◆ Brief: Copy the lines below exactly, starting at the line that contains "pub type NegotiationResult<T>" and stopping after the last line, and include no other lines.

◆ Input data:
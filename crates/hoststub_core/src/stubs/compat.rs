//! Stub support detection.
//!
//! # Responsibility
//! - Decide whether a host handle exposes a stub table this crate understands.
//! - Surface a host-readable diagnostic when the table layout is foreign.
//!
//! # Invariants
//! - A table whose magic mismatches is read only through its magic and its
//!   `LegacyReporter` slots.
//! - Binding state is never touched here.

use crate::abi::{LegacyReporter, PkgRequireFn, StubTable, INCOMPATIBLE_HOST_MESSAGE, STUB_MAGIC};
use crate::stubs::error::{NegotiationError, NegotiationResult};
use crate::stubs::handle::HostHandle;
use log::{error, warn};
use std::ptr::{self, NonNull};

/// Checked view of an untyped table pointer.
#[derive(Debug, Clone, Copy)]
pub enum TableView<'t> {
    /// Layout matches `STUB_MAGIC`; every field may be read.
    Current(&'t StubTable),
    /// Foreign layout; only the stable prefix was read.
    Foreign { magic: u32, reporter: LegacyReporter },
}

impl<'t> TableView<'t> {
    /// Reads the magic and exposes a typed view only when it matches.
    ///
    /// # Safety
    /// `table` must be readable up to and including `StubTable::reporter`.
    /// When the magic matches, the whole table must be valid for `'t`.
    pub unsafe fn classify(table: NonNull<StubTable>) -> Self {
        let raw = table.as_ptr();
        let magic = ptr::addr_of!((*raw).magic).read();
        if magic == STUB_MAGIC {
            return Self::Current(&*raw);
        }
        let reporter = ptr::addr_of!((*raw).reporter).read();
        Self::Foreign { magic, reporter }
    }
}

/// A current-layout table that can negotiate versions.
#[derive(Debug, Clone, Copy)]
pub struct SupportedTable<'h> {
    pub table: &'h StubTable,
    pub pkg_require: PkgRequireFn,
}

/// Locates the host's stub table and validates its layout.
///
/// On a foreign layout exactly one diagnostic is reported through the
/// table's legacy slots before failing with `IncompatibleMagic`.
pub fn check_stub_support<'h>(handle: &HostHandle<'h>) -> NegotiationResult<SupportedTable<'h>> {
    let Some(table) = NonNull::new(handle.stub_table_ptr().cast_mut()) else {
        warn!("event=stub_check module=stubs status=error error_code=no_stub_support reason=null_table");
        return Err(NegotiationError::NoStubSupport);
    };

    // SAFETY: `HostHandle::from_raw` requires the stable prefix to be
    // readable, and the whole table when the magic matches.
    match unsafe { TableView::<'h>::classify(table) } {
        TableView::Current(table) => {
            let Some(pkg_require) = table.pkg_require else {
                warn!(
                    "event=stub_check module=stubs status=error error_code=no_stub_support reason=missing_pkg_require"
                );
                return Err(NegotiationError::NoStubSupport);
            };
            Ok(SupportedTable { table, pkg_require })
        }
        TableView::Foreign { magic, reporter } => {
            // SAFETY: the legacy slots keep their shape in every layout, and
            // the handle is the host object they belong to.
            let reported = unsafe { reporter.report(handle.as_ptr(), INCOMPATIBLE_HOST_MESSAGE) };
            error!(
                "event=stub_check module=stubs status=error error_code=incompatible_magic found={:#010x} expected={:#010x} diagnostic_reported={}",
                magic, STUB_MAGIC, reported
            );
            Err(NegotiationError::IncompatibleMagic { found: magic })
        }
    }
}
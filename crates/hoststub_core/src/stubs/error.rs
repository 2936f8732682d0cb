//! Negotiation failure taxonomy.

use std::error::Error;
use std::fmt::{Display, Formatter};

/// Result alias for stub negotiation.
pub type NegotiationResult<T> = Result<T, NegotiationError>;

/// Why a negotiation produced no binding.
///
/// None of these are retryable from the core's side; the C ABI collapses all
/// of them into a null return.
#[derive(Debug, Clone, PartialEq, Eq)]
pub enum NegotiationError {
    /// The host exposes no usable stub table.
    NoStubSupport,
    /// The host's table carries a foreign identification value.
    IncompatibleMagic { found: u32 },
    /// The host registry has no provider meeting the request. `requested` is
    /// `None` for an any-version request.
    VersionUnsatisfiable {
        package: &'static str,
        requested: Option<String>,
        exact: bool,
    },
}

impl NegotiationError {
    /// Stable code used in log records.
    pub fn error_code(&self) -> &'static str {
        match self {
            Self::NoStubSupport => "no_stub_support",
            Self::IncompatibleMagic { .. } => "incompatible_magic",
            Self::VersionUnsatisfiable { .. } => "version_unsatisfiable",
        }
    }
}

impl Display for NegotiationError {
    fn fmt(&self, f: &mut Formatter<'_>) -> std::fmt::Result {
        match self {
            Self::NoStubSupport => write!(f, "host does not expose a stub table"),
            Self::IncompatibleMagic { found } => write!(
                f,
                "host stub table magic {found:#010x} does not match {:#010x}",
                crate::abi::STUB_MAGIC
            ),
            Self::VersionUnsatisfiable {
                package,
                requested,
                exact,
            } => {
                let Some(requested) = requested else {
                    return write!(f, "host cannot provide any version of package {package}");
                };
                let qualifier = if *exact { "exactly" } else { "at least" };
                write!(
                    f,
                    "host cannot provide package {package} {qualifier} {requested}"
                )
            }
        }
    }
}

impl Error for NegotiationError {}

◆ Exercise solution:
pub type NegotiationResult<T> = Result<T, NegotiationError>;

/// Why a negotiation produced no binding.
///
/// None of these are retryable from the core's side; the C ABI collapses all
/// of them into a null return.
#[derive(Debug, Clone, PartialEq, Eq)]
pub enum NegotiationError {
    /// The host exposes no usable stub table.
    NoStubSupport,
    /// The host's table carries a foreign identification value.
    IncompatibleMagic { found: u32 },
    /// The host registry has no provider meeting the request. `requested` is
    /// `None` for an any-version request.
    VersionUnsatisfiable {
        package: &'static str,
        requested: Option<String>,
        exact: bool,
    },
}

impl NegotiationError {
    /// Stable code used in log records.
    pub fn error_code(&self) -> &'static str {
        match self {
            Self::NoStubSupport => "no_stub_support",
            Self::IncompatibleMagic { .. } => "incompatible_magic",
            Self::VersionUnsatisfiable { .. } => "version_unsatisfiable",
        }
    }
}

impl Display for NegotiationError {
    fn fmt(&self, f: &mut Formatter<'_>) -> std::fmt::Result {
        match self {
            Self::NoStubSupport => write!(f, "host does not expose a stub table"),
            Self::IncompatibleMagic { found } => write!(
                f,
                "host stub table magic {found:#010x} does not match {:#010x}",
                crate::abi::STUB_MAGIC
            ),
            Self::VersionUnsatisfiable {
                package,
                requested,
                exact,
            } => {
                let Some(requested) = requested else {
                    return write!(f, "host cannot provide any version of package {package}");
                };
                let qualifier = if *exact { "exactly" } else { "at least" };
                write!(
                    f,
                    "host cannot provide package {package} {qualifier} {requested}"
                )
            }
        }
    }
}

impl Error for NegotiationError {}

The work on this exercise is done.